Он улыбается уголком губ.

— Вернись ко мне скорее.

И я бегу — по ступенькам, по весне, по жизни, которую мы больше не откладываем.

 

 

Глава 55. Иванна

 

Айудитория дрожит, будто стены дышат.

Долго не могу выбрать билет, номера прыгают перед глазами, я вижу слова — но будто не читаю, а угадываю по контуру.

Пункт первый… второй… третий…

Слова — вязкие, как клубничный джем.

Блин, нужно было съесть хоть что-то. Теперь вместо зачёта о еде думаю. В голове шум, будто кто-то засунул в уши вату.

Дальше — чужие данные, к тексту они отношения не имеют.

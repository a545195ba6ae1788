use std::path::Path;
use std::time::Duration;

use anyhow::{bail, Context, Result};
use serde::Deserialize;

/// Top-level configuration for the TPS monitor.
#[derive(Debug, Deserialize)]
pub struct Config {
    /// Logging verbosity (trace, debug, info, warn, error). Default: "info".
    #[serde(default = "default_log_level")]
    pub log_level: String,

    /// JSON-RPC node connection configuration.
    #[serde(default)]
    pub rpc: RpcConfig,

    /// Consensus family of the monitored chain. Selects the block timestamp unit.
    #[serde(default)]
    pub consensus: Option<Consensus>,

    /// How often the chain reader polls for a new block height. Default: 1s.
    #[serde(default = "default_one_second", with = "humantime_serde")]
    pub poll_interval: Duration,

    /// Heartbeat cadence that keeps emissions going while the chain is idle. Default: 1s.
    #[serde(default = "default_one_second", with = "humantime_serde")]
    pub heartbeat_interval: Duration,

    /// Historical block range. Range mode is used when both bounds are positive.
    #[serde(default)]
    pub range: RangeConfig,

    /// CSV report file configuration.
    #[serde(default)]
    pub report: ReportConfig,

    /// Query server configuration.
    #[serde(default)]
    pub server: ServerConfig,

    /// Metric sink configuration.
    #[serde(default)]
    pub sinks: SinksConfig,
}

/// Consensus family, which decides how block timestamps are encoded.
#[derive(Debug, Clone, Copy, PartialEq, Eq, Deserialize)]
#[serde(rename_all = "lowercase")]
pub enum Consensus {
    /// Raft blocks carry nanosecond timestamps.
    Raft,
    /// IBFT blocks carry whole-second timestamps.
    Ibft,
}

impl Consensus {
    /// Returns the canonical name.
    pub fn as_str(&self) -> &'static str {
        match self {
            Self::Raft => "raft",
            Self::Ibft => "ibft",
        }
    }

    /// Whether block timestamps are in nanoseconds.
    pub fn nanosecond_timestamps(&self) -> bool {
        matches!(self, Self::Raft)
    }
}

impl std::str::FromStr for Consensus {
    type Err = anyhow::Error;

    fn from_str(s: &str) -> Result<Self> {
        match s {
            "raft" => Ok(Self::Raft),
            "ibft" => Ok(Self::Ibft),
            other => bail!("invalid consensus {other:?}, should be raft or ibft"),
        }
    }
}

/// JSON-RPC node connection configuration.
#[derive(Debug, Clone, Deserialize)]
pub struct RpcConfig {
    /// Node HTTP endpoint (e.g., "http://localhost:8545").
    #[serde(default)]
    pub endpoint: String,

    /// Request timeout. Default: 10s.
    #[serde(default = "default_rpc_timeout", with = "humantime_serde")]
    pub timeout: Duration,
}

/// Historical block range.
#[derive(Debug, Default, Clone, Copy, Deserialize)]
pub struct RangeConfig {
    #[serde(default)]
    pub from_block: u64,

    #[serde(default)]
    pub to_block: u64,
}

impl RangeConfig {
    /// Range mode is selected only when both bounds are positive.
    pub fn is_given(&self) -> bool {
        self.from_block > 0 && self.to_block > 0
    }
}

/// CSV report file configuration.
#[derive(Debug, Clone, Deserialize)]
pub struct ReportConfig {
    /// Report path. Empty disables the report. Default: "tps-report.csv".
    #[serde(default = "default_report_path")]
    pub path: String,
}

/// Query server configuration.
#[derive(Debug, Clone, Deserialize)]
pub struct ServerConfig {
    /// Listen address. Default: ":7575".
    #[serde(default = "default_server_addr")]
    pub addr: String,
}

/// Metric sink configuration.
#[derive(Debug, Default, Clone, Deserialize)]
pub struct SinksConfig {
    /// AWS CloudWatch metrics.
    #[serde(default)]
    pub cloudwatch: CloudWatchSinkConfig,

    /// Pull-based Prometheus endpoint.
    #[serde(default)]
    pub prometheus: PrometheusSinkConfig,

    /// InfluxDB time-series database.
    #[serde(default)]
    pub influxdb: InfluxDbSinkConfig,
}

/// AWS CloudWatch sink configuration. Credentials come from the standard
/// AWS provider chain.
#[derive(Debug, Default, Clone, Deserialize)]
pub struct CloudWatchSinkConfig {
    /// Enable the sink. Default: false.
    #[serde(default)]
    pub enabled: bool,

    /// AWS region (e.g., "ap-southeast-1").
    #[serde(default)]
    pub region: String,

    /// Network name, first half of the metric namespace.
    #[serde(default)]
    pub network: String,

    /// Instance name, second half of the metric namespace.
    #[serde(default)]
    pub instance: String,

    /// Overrides the service endpoint, for local emulators.
    #[serde(default)]
    pub endpoint_url: Option<String>,
}

/// Prometheus endpoint configuration.
#[derive(Debug, Clone, Deserialize)]
pub struct PrometheusSinkConfig {
    /// Enable the endpoint. Default: false.
    #[serde(default)]
    pub enabled: bool,

    /// Listen address. Default: ":9090".
    #[serde(default = "default_prometheus_addr")]
    pub addr: String,
}

/// InfluxDB sink configuration.
#[derive(Debug, Clone, Deserialize)]
pub struct InfluxDbSinkConfig {
    /// Enable the sink. Default: false.
    #[serde(default)]
    pub enabled: bool,

    /// Server URL. Default: "http://localhost:8086".
    #[serde(default = "default_influxdb_endpoint")]
    pub endpoint: String,

    /// API token, or "username:password". Default: ":".
    #[serde(default = "default_influxdb_token")]
    pub token: String,

    /// Organization name.
    #[serde(default)]
    pub org: String,

    /// Bucket or database name. Default: "telegraf".
    #[serde(default = "default_influxdb_bucket")]
    pub bucket: String,

    /// Measurement name. Default: "quorum_tps".
    #[serde(default = "default_influxdb_measurement")]
    pub measurement: String,

    /// Comma separated key=value tags. Default: "system=quorum,comp=tps".
    #[serde(default = "default_influxdb_tags")]
    pub tags: String,

    /// Write timeout. Default: 10s.
    #[serde(default = "default_rpc_timeout", with = "humantime_serde")]
    pub timeout: Duration,
}

// --- Default value functions ---

fn default_log_level() -> String {
    "info".to_string()
}

fn default_one_second() -> Duration {
    Duration::from_secs(1)
}

fn default_rpc_timeout() -> Duration {
    Duration::from_secs(10)
}

fn default_report_path() -> String {
    "tps-report.csv".to_string()
}

fn default_server_addr() -> String {
    ":7575".to_string()
}

fn default_prometheus_addr() -> String {
    ":9090".to_string()
}

fn default_influxdb_endpoint() -> String {
    "http://localhost:8086".to_string()
}

fn default_influxdb_token() -> String {
    ":".to_string()
}

fn default_influxdb_bucket() -> String {
    "telegraf".to_string()
}

fn default_influxdb_measurement() -> String {
    "quorum_tps".to_string()
}

fn default_influxdb_tags() -> String {
    "system=quorum,comp=tps".to_string()
}

// --- Default trait impls ---

impl Default for Config {
    fn default() -> Self {
        Self {
            log_level: default_log_level(),
            rpc: RpcConfig::default(),
            consensus: None,
            poll_interval: default_one_second(),
            heartbeat_interval: default_one_second(),
            range: RangeConfig::default(),
            report: ReportConfig::default(),
            server: ServerConfig::default(),
            sinks: SinksConfig::default(),
        }
    }
}

impl Default for RpcConfig {
    fn default() -> Self {
        Self {
            endpoint: String::new(),
            timeout: default_rpc_timeout(),
        }
    }
}

impl Default for ReportConfig {
    fn default() -> Self {
        Self {
            path: default_report_path(),
        }
    }
}

impl Default for ServerConfig {
    fn default() -> Self {
        Self {
            addr: default_server_addr(),
        }
    }
}

impl Default for PrometheusSinkConfig {
    fn default() -> Self {
        Self {
            enabled: false,
            addr: default_prometheus_addr(),
        }
    }
}

impl Default for InfluxDbSinkConfig {
    fn default() -> Self {
        Self {
            enabled: false,
            endpoint: default_influxdb_endpoint(),
            token: default_influxdb_token(),
            org: String::new(),
            bucket: default_influxdb_bucket(),
            measurement: default_influxdb_measurement(),
            tags: default_influxdb_tags(),
            timeout: default_rpc_timeout(),
        }
    }
}

// --- Validation and loading ---

impl Config {
    /// Load configuration from a YAML file without validating it.
    ///
    /// Callers apply command-line overrides and then call [`Config::validate`].
    pub fn load(path: &Path) -> Result<Self> {
        let data = std::fs::read_to_string(path)
            .with_context(|| format!("reading config file {}", path.display()))?;

        serde_yaml::from_str(&data)
            .with_context(|| format!("parsing config file {}", path.display()))
    }

    /// Returns the configured consensus family. Only valid after `validate`.
    pub fn consensus(&self) -> Result<Consensus> {
        self.consensus
            .context("consensus is required (raft or ibft)")
    }

    /// Validate the configuration for required fields and consistency.
    pub fn validate(&self) -> Result<()> {
        if self.rpc.endpoint.is_empty() {
            bail!("rpc.endpoint is required");
        }

        self.consensus()?;

        if self.poll_interval.is_zero() {
            bail!("poll_interval must be positive");
        }
        if self.heartbeat_interval.is_zero() {
            bail!("heartbeat_interval must be positive");
        }

        if self.range.from_block > self.range.to_block {
            bail!(
                "range.from_block {} is greater than range.to_block {}",
                self.range.from_block,
                self.range.to_block
            );
        }

        let cloudwatch = &self.sinks.cloudwatch;
        if cloudwatch.enabled {
            if cloudwatch.region.is_empty() {
                bail!("sinks.cloudwatch.region is required when enabled");
            }
            if cloudwatch.network.is_empty() || cloudwatch.instance.is_empty() {
                bail!("sinks.cloudwatch.network and instance are required when enabled");
            }
        }

        let influx = &self.sinks.influxdb;
        if influx.enabled {
            if influx.endpoint.is_empty() {
                bail!("sinks.influxdb.endpoint is required when enabled");
            }
            reqwest::Url::parse(&influx.endpoint)
                .with_context(|| format!("parsing influxdb endpoint {:?}", influx.endpoint))?;
            if influx.bucket.is_empty() {
                bail!("sinks.influxdb.bucket is required when enabled");
            }
            if influx.measurement.is_empty() {
                bail!("sinks.influxdb.measurement is required when enabled");
            }
            if influx.tags.is_empty() {
                bail!("sinks.influxdb.tags is required when enabled");
            }
        }

        Ok(())
    }
}

/// Turns a ":port" shorthand into a bindable address.
pub fn bind_addr(addr: &str, fallback: &str) -> String {
    let addr = if addr.is_empty() { fallback } else { addr };

    if addr.starts_with(':') {
        format!("0.0.0.0{addr}")
    } else {
        addr.to_string()
    }
}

Сердце бьётся слишком быстро, пальцы холодеют. Не пойму, что со мной, неужели так расшатались нервы. А ещё кажется, поднялась температура. Болеть не хочется вообще.

Мне задают вопрос — я отвечаю механически, так, будто говорю не о предмете, а читаю чужую инструкцию по сборке шкафа.

— Молодец. Зачёт.

Голос преподавателя доходит как сквозь воду.

Быстро благодарю и пулей вылетаю из аудитории. Дверь даже не успевает закрыться за спиной, как мир кренится.

Фикус. Боже, фикус, прости.

Я хватаюсь за край подоконника и, согнувшись, опустошаю и без того пустой желудок прямо в горшок.

Горько, едко. Слюна тянется нитями.

Стыд накрывает горячей волной.

Вот тебе, Ива, так бывает, когда спишь меньше четырёх часов в сутки.

— Это всё нервы. Не ела. Перегорела, — шепчу сама себе, вытирая рот тыльной стороной ладони.

Телефон жужжит в кармане.

Влад ❤️: «Как?»

Пальцы не слушаются, дрожат попадая мимо клавиатуры.

«Сдала????????»

Жму отправить.

И я почти бегом лечу к выходу — к нему, к дому, к тому, кто сам однажды сказал, что хочет быть моей тихой гаванью.

И сейчас я верю ему, наверное, как никогда.

По пути ныряю в аптеку — просто на минуту.

Минералка — чтобы восстановить водный баланс.

Гематоген — поднять железо.

Противовирусное — ну мало ли.

А ещё, может, что-то… успокаивающее.

В голове шумно от мыслей, как на оживлённой трассе — каждая перебивает другую.

Дверь звенит мягко.

За прилавком — добродушная пожилая женщина с седыми волосами, аккуратно заколотыми шпильками.

— Девочка, тебе бы присесть… Вид у тебя болезненный.

Вежливо улыбаюсь, но заверяю, что чувствую себя лучше, чем выгляжу, хотя пальцы снова ледяные.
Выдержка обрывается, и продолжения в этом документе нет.